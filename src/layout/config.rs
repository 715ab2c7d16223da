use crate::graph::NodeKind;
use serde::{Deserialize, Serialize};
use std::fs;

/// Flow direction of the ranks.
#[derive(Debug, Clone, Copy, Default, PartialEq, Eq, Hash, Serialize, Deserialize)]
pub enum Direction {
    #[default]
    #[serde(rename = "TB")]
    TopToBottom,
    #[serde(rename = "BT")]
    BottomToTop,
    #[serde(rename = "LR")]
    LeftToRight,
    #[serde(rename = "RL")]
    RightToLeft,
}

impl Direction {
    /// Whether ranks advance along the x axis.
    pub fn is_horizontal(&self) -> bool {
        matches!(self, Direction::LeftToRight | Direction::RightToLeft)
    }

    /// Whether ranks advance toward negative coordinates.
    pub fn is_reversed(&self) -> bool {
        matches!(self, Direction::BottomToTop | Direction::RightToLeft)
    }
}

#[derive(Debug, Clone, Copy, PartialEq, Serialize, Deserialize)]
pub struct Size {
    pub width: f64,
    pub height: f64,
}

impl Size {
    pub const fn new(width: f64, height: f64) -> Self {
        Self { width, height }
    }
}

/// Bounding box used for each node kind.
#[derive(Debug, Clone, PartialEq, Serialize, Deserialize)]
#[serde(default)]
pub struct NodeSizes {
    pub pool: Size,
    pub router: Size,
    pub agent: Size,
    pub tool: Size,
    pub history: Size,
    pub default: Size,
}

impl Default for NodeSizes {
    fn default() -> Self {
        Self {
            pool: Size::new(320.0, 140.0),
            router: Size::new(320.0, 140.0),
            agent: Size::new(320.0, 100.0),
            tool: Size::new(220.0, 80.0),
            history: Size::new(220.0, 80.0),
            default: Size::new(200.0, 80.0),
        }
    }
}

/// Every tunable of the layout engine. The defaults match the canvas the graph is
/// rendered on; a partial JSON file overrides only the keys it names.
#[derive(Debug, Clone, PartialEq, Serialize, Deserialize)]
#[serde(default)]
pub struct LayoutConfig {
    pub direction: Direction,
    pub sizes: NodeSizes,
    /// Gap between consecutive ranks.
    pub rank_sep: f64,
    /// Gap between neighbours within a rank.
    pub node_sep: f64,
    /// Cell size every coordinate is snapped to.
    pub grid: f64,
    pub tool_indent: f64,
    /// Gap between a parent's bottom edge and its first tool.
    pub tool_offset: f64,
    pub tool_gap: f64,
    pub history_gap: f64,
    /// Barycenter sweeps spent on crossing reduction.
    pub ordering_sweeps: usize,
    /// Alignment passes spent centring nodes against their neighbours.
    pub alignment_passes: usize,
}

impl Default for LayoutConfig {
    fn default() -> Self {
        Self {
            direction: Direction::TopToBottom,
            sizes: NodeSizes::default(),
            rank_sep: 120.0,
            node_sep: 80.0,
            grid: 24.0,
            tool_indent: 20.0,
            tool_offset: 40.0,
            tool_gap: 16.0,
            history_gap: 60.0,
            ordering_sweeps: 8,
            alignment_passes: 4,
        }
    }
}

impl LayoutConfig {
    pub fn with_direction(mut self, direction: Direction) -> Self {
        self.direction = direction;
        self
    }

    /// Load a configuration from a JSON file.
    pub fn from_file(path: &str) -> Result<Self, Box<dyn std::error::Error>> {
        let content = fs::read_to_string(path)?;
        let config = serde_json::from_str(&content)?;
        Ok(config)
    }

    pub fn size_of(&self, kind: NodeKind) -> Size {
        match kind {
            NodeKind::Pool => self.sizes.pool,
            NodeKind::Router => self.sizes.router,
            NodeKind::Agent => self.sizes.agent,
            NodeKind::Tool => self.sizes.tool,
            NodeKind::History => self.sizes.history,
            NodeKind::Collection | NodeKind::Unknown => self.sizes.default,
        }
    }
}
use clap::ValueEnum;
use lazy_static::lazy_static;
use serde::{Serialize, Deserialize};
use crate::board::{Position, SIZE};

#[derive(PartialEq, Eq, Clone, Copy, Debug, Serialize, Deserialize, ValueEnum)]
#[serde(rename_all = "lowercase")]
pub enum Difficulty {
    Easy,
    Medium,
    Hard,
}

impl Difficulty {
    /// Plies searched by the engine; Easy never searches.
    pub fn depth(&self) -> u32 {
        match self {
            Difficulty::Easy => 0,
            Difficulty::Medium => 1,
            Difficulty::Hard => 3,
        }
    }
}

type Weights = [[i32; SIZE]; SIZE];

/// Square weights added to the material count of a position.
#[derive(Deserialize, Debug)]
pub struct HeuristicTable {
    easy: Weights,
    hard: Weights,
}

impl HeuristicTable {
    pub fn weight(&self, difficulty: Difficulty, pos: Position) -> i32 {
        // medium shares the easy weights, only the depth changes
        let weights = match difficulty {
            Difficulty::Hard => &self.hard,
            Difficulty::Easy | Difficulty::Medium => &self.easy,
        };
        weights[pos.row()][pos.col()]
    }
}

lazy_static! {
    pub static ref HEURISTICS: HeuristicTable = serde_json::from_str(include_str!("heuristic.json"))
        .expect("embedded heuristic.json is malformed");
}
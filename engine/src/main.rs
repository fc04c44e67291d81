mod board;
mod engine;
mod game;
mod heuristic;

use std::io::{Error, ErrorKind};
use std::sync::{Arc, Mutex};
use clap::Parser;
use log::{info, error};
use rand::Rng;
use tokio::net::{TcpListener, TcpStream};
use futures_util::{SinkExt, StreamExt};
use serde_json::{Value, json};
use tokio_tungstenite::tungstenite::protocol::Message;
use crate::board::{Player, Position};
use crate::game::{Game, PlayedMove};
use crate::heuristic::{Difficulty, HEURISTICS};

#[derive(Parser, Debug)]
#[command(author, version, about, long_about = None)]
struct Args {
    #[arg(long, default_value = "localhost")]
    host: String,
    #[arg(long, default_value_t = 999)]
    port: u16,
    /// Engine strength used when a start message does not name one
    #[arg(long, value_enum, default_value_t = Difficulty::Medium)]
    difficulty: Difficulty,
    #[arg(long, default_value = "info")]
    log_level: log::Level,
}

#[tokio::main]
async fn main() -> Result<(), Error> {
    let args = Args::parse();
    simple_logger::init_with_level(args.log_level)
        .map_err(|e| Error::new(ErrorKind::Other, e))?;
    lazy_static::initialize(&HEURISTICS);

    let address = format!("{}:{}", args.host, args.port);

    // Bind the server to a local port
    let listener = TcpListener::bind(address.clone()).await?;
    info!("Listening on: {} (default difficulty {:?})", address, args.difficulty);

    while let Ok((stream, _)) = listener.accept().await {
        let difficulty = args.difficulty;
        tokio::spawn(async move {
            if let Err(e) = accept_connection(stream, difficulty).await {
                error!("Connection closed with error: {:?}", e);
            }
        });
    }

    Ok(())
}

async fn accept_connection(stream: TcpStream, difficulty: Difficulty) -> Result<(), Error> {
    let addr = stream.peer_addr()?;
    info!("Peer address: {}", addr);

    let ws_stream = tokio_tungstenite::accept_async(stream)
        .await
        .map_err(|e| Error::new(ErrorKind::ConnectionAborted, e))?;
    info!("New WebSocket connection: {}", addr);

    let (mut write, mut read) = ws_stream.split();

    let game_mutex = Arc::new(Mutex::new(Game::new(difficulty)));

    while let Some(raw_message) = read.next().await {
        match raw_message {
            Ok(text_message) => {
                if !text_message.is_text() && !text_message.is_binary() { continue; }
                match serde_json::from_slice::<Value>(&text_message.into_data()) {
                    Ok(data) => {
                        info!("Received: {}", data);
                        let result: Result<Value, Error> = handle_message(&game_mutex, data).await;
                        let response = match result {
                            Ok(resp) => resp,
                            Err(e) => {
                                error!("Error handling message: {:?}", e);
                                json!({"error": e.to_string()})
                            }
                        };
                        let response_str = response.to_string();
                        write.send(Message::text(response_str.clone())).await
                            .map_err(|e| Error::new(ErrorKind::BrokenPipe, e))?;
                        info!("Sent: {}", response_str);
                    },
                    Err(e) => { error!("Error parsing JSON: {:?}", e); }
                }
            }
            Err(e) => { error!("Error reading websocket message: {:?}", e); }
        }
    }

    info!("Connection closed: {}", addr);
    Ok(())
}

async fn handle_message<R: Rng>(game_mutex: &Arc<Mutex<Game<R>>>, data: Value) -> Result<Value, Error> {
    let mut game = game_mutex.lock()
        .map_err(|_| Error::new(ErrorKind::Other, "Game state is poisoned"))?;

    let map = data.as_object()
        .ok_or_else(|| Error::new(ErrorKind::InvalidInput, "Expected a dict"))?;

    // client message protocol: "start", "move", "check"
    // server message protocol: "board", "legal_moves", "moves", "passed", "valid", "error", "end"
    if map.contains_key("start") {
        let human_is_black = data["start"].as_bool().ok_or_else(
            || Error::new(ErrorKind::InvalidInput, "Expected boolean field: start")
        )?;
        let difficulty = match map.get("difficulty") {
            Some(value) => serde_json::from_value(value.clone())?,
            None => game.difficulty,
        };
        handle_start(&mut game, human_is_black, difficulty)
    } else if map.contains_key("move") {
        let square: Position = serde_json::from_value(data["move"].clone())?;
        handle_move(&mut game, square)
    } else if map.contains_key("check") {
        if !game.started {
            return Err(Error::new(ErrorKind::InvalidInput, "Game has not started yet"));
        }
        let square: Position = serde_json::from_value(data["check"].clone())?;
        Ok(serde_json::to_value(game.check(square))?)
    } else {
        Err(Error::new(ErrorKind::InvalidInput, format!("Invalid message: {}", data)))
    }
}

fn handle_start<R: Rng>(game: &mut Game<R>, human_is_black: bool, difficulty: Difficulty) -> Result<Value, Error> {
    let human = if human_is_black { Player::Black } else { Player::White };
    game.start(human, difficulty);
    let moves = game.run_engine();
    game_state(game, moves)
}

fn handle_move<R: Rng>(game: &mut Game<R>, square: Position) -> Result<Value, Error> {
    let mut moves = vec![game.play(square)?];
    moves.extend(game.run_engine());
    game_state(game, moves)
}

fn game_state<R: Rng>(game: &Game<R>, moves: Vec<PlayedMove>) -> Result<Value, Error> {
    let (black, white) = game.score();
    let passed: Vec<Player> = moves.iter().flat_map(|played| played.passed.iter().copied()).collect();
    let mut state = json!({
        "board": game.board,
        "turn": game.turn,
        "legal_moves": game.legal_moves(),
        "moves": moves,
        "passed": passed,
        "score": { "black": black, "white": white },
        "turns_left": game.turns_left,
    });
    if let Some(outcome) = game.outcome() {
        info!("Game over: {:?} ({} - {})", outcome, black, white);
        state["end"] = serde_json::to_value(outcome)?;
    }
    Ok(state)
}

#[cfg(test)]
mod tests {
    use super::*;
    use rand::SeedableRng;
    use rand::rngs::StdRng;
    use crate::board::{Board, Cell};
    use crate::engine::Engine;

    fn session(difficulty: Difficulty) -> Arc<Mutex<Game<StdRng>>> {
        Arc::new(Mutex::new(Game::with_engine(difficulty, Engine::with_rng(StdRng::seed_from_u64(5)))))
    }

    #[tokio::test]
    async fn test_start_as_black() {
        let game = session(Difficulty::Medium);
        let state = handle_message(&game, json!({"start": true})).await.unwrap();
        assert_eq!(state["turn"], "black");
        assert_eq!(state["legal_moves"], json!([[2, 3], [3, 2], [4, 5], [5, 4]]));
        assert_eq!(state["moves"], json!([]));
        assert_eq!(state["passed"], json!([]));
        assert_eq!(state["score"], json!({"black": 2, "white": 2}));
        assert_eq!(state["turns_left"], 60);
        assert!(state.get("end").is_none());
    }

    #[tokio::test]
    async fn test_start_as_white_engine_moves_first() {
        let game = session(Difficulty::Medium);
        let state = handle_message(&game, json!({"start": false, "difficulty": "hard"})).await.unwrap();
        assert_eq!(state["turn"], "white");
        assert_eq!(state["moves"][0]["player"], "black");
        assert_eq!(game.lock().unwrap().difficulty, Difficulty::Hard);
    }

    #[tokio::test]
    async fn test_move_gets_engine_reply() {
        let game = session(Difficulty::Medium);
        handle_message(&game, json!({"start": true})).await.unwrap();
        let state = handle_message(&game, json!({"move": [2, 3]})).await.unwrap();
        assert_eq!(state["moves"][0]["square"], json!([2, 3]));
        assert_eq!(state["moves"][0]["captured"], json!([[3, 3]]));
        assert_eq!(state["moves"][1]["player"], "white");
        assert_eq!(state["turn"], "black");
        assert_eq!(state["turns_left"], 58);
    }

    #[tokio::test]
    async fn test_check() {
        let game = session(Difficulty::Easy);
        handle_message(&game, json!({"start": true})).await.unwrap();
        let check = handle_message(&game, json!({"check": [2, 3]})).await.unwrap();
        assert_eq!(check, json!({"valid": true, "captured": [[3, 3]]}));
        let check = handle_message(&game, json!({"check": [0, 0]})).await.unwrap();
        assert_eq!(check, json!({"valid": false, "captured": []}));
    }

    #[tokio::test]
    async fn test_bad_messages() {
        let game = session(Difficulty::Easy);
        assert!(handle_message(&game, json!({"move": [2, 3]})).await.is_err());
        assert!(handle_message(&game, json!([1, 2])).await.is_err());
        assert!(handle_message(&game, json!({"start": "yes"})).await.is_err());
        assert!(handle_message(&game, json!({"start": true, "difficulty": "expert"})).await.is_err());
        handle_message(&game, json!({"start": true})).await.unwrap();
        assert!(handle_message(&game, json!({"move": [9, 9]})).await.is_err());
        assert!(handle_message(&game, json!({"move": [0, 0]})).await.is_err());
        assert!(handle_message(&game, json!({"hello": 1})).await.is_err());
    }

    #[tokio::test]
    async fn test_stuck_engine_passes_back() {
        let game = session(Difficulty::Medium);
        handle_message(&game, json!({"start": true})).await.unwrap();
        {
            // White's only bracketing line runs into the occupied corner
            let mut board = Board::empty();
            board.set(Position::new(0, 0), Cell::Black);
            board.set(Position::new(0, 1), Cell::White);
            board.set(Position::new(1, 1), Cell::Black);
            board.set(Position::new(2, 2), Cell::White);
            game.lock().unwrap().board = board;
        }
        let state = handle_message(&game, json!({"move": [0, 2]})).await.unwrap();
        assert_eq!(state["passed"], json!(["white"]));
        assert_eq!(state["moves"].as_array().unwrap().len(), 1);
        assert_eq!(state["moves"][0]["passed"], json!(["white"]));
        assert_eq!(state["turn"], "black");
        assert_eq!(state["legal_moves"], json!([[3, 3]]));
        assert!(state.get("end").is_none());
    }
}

▬▬▬

* **Exercise**
Above are the entries. Copy exactly the part that opens with the line containing "a local port" and closes with the line containing "let ws_stream = tokio_tungstenite::accept_async(stream)", and no more.

* **Answer to the problem**
    // Bind the server to a local port
    let listener = TcpListener::bind(address.clone()).await?;
    info!("Listening on: {} (default difficulty {:?})", address, args.difficulty);

    while let Ok((stream, _)) = listener.accept().await {
        let difficulty = args.difficulty;
        tokio::spawn(async move {
            if let Err(e) = accept_connection(stream, difficulty).await {
                error!("Connection closed with error: {:?}", e);
            }
        });
    }

    Ok(())
}

async fn accept_connection(stream: TcpStream, difficulty: Difficulty) -> Result<(), Error> {
    let addr = stream.peer_addr()?;
    info!("Peer address: {}", addr);

    let ws_stream = tokio_tungstenite::accept_async(stream)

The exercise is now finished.